Abstract Suppressor Of Cytokine Signaling molecules (SOCS) are key players in regulating cytokine signaling. SOCS inhibits cytokine-induced JAK/STAT signaling by directly binding to JAK or by competing with cytokine receptor downstream signaling molecules. So far, eight SOCS family members have been identified, but only a few are known to play roles in the immune system. Here we identified SOCS4 as a SOCS family member whose expression is regulated during thymocyte development, with high mRNA and protein expression at the CD4, CD8 double positive stage and downregulation upon positive selection.
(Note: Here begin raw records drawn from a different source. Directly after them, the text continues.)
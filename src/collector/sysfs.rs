//! Per-core sysfs attribute reads and other scalar pseudo-files.
//!
//! Everything here degrades to zero/empty when a file is absent; a core
//! without a cpufreq directory simply reports 0 kHz.

use crate::collector::traits::FileSystem;
use std::path::Path;

/// Min/max/current scaling frequency of one core, in kHz.
#[derive(Debug, Clone, Copy, Default, PartialEq, Eq)]
pub struct CpuClocks {
    pub min_khz: u32,
    pub max_khz: u32,
    pub cur_khz: u32,
}

/// Reader for `/sys/devices/system/cpu/cpu<N>/...` scalar files.
#[derive(Debug, Clone)]
pub struct SysCpuReader<F: FileSystem> {
    fs: F,
    sys_root: String,
}

impl<F: FileSystem> SysCpuReader<F> {
    pub fn new(fs: F, sys_root: impl Into<String>) -> Self {
        Self {
            fs,
            sys_root: sys_root.into(),
        }
    }

    /// Reads a per-core attribute file, e.g. `cpufreq/scaling_max_freq`.
    pub fn core_attr(&self, id: i32, item: &str) -> Option<String> {
        let path = format!("{}/devices/system/cpu/cpu{}/{}", self.sys_root, id, item);
        self.fs.read_to_string(Path::new(&path)).ok()
    }

    /// Reads a per-core attribute as an integer; absent or malformed is 0.
    pub fn core_int(&self, id: i32, item: &str) -> u32 {
        self.core_attr(id, item)
            .map(|s| parse_leading_u32(&s))
            .unwrap_or(0)
    }

    /// Reads the cpufreq scaling triple for one core.
    pub fn core_clocks(&self, id: i32) -> CpuClocks {
        CpuClocks {
            min_khz: self.core_int(id, "cpufreq/scaling_min_freq"),
            max_khz: self.core_int(id, "cpufreq/scaling_max_freq"),
            cur_khz: self.core_int(id, "cpufreq/scaling_cur_freq"),
        }
    }

    /// Reads the current scaling frequency only. Used by the
    /// always-recompute field path.
    pub fn core_cur_khz(&self, id: i32) -> u32 {
        self.core_int(id, "cpufreq/scaling_cur_freq")
    }

    /// Reads an aarch64 identification register, e.g.
    /// `regs/identification/midr_el1`. The kernel prints these as `0x...`.
    pub fn core_id_reg(&self, id: i32, name: &str) -> u64 {
        self.core_attr(id, &format!("regs/identification/{}", name))
            .map(|s| parse_auto_radix_u64(&s))
            .unwrap_or(0)
    }

    /// SoC temperature in degrees Celsius from thermal_zone0, or `None`
    /// when the zone is absent.
    pub fn soc_temp(&self) -> Option<f32> {
        let path = format!("{}/class/thermal/thermal_zone0/temp", self.sys_root);
        let content = self.fs.read_to_string(Path::new(&path)).ok()?;
        let milli = parse_leading_u32(&content);
        Some(milli as f32 / 1000.0)
    }
}

/// Reads a device-tree string file, e.g. `/proc/device-tree/model`.
///
/// Device-tree strings are NUL-terminated; trailing NULs and newlines are
/// stripped.
pub fn dt_string<F: FileSystem>(fs: &F, proc_root: &str, item: &str) -> Option<String> {
    let path = format!("{}/device-tree/{}", proc_root, item);
    let content = fs.read_to_string(Path::new(&path)).ok()?;
    Some(content.trim_end_matches(['\0', '\n']).to_string())
}

/// Parses the leading decimal digits of a scalar file, ignoring trailing
/// whitespace or junk. Malformed input is 0, never an error.
fn parse_leading_u32(s: &str) -> u32 {
    let t = s.trim_start();
    let digits: &str = &t[..t.len() - t.trim_start_matches(|c: char| c.is_ascii_digit()).len()];
    digits.parse().unwrap_or(0)
}

/// Parses an integer with C `strtoull(_, _, 0)` radix selection: a `0x`
/// prefix means hex, otherwise decimal.
fn parse_auto_radix_u64(s: &str) -> u64 {
    let t = s.trim();
    if let Some(hex) = t.strip_prefix("0x").or_else(|| t.strip_prefix("0X")) {
        let digits = &hex[..hex.len() - hex.trim_start_matches(|c: char| c.is_ascii_hexdigit()).len()];
        u64::from_str_radix(digits, 16).unwrap_or(0)
    } else {
        let digits = &t[..t.len() - t.trim_start_matches(|c: char| c.is_ascii_digit()).len()];
        digits.parse().unwrap_or(0)
    }
}
//! Rendering of field registries to aligned text and JSON.

use crate::fields::{FieldCompute, FieldRegistry};
use serde::Serialize;

/// One resolved field, ready for serialization.
#[derive(Debug, Clone, Serialize)]
pub struct FieldView {
    pub tag: String,
    pub label: String,
    pub value: String,
    pub hidden: bool,
}

/// Resolves a registry into views, in traversal order. Hidden detail
/// fields are skipped unless `all` is set.
pub fn field_views(
    registry: &FieldRegistry,
    owner: &dyn FieldCompute,
    all: bool,
) -> Vec<FieldView> {
    registry
        .iter()
        .filter(|f| all || !f.hidden())
        .map(|f| FieldView {
            tag: f.tag().to_string(),
            label: f.label().to_string(),
            value: f.value(owner),
            hidden: f.hidden(),
        })
        .collect()
}

/// Renders a registry as aligned `label : value` lines.
pub fn render_text(registry: &FieldRegistry, owner: &dyn FieldCompute, all: bool) -> String {
    let views = field_views(registry, owner, all);
    let width = views.iter().map(|v| v.label.len()).max().unwrap_or(0);

    let mut out = String::new();
    for v in &views {
        out.push_str(&format!("{:<width$} : {}\n", v.label, v.value));
    }
    out
}

/// Renders a registry as a JSON array of field objects.
pub fn render_json(
    registry: &FieldRegistry,
    owner: &dyn FieldCompute,
    all: bool,
) -> serde_json::Value {
    serde_json::json!(field_views(registry, owner, all))
}
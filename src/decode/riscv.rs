//! RISC-V ISA string expansion and extension name table.

/// Single-letter extensions and the named multi-letter ones commonly seen
/// in `isa:` lines.
const EXTENSIONS: &[(&str, &str)] = &[
    ("rv32", "RV32 base"),
    ("rv64", "RV64 base"),
    ("rv128", "RV128 base"),
    ("i", "base integer"),
    ("e", "reduced base integer"),
    ("m", "integer multiply/divide"),
    ("a", "atomic operations"),
    ("f", "single-precision float"),
    ("d", "double-precision float"),
    ("q", "quad-precision float"),
    ("g", "general (IMAFD)"),
    ("c", "compressed instructions"),
    ("b", "bit manipulation"),
    ("j", "dynamic translation"),
    ("l", "decimal float"),
    ("n", "user-level interrupts"),
    ("p", "packed SIMD"),
    ("t", "transactional memory"),
    ("v", "vector operations"),
    ("h", "hypervisor"),
    ("s", "supervisor mode"),
    ("u", "user mode"),
    ("zicsr", "control/status registers"),
    ("zifencei", "instruction-fetch fence"),
];

/// Baseline vocabulary of known extension tokens.
pub const KNOWN_FLAGS: &[&str] = &[
    "rv32", "rv64", "rv128", "i", "e", "m", "a", "f", "d", "q", "g", "c", "b", "j", "l", "n", "p",
    "t", "v", "h", "s", "u", "zicsr", "zifencei",
];

/// Extension token -> description.
pub fn extension(token: &str) -> Option<&'static str> {
    EXTENSIONS
        .iter()
        .find(|(k, _)| *k == token)
        .map(|(_, n)| *n)
}

/// Expands an ISA identifier into a space-separated flag list,
/// `"rv64imafdc"` -> `"rv64 i m a f d c"`.
///
/// The width prefix becomes the first token. `g` expands to `i m a f d`.
/// Underscore-separated suffixes (`_zicsr`, `_sv48`) are kept as whole
/// tokens. Unrecognized letters still become tokens; the flag builder
/// grows the vocabulary from them.
pub fn isa_to_flags(isa: &str) -> String {
    let isa = isa.trim().to_ascii_lowercase();
    let mut tokens: Vec<String> = Vec::new();

    let mut rest = isa.as_str();
    for prefix in ["rv128", "rv64", "rv32"] {
        if let Some(r) = rest.strip_prefix(prefix) {
            tokens.push(prefix.to_string());
            rest = r;
            break;
        }
    }

    let mut parts = rest.split('_');
    if let Some(letters) = parts.next() {
        for c in letters.chars() {
            if c == 'g' {
                for x in ["i", "m", "a", "f", "d"] {
                    push_unique(&mut tokens, x);
                }
            } else if c.is_ascii_alphanumeric() {
                push_unique(&mut tokens, &c.to_string());
            }
        }
    }
    for ext in parts {
        if !ext.is_empty() {
            push_unique(&mut tokens, ext);
        }
    }

    tokens.join(" ")
}

/// Renders an expanded flag list with extension meanings,
/// `"rv64 i"` -> `"rv64 (RV64 base) i (base integer)"`. Tokens without a
/// table entry are kept bare.
pub fn describe_flags(flags: &str) -> String {
    flags
        .split(' ')
        .filter(|t| !t.is_empty())
        .map(|t| match extension(t) {
            Some(name) => format!("{} ({})", t, name),
            None => t.to_string(),
        })
        .collect::<Vec<_>>()
        .join(" ")
}

fn push_unique(tokens: &mut Vec<String>, token: &str) {
    if !tokens.iter().any(|t| t == token) {
        tokens.push(token.to_string());
    }
}

#[cfg(test)]
mod tests {
    use super::*;

    #[test]
    fn test_isa_to_flags_basic() {
        assert_eq!(isa_to_flags("rv64imafdc"), "rv64 i m a f d c");
        assert_eq!(isa_to_flags("rv32ima"), "rv32 i m a");
    }

    #[test]
    fn test_isa_to_flags_g_expands() {
        assert_eq!(isa_to_flags("rv64gc"), "rv64 i m a f d c");
    }

    #[test]
    fn test_isa_to_flags_underscore_extensions() {
        assert_eq!(
            isa_to_flags("rv64imac_zicsr_zifencei"),
            "rv64 i m a c zicsr zifencei"
        );
    }

    #[test]
    fn test_isa_to_flags_tolerates_odd_input() {
        assert_eq!(isa_to_flags(""), "");
        assert_eq!(isa_to_flags("RV64IMAFDC"), "rv64 i m a f d c");
        // No width prefix: letters still expand.
        assert_eq!(isa_to_flags("imac"), "i m a c");
    }

    #[test]
    fn test_describe_flags_annotates_known_extensions() {
        assert_eq!(
            describe_flags("rv64 i zzz"),
            "rv64 (RV64 base) i (base integer) zzz"
        );
        assert_eq!(describe_flags(""), "");
    }

    #[test]
    fn test_extension_lookup() {
        assert_eq!(extension("m"), Some("integer multiply/divide"));
        assert_eq!(extension("zicsr"), Some("control/status registers"));
        assert_eq!(extension("zzz"), None);
    }
}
To assess the role of SOCS4 during thymocyte development, we generated transgenic mice overexpressing a murine SOCS4 cDNA under the control of a human CD2 mini-cassette. Interestingly, SOCS4 overexpression resulted in reduced thymocyte numbers but did not affect CD4/CD8 lineage choice. Surprisingly, SOCS4 overexpression did not inhibit cytokine signaling. Instead, we found that SOCS4 transgenic T cells showed decreased ability to upregulate CD69 and CD5 following TCR stimulation. Moreover, we found that SOCS4 overexpression impaired positive selection in the thymus and interfered with T cell homeostasis in HY TCR transgenic mice. These results suggest a new role for SOCS4 in T cell development and homeostasis, independent of cytokine signaling.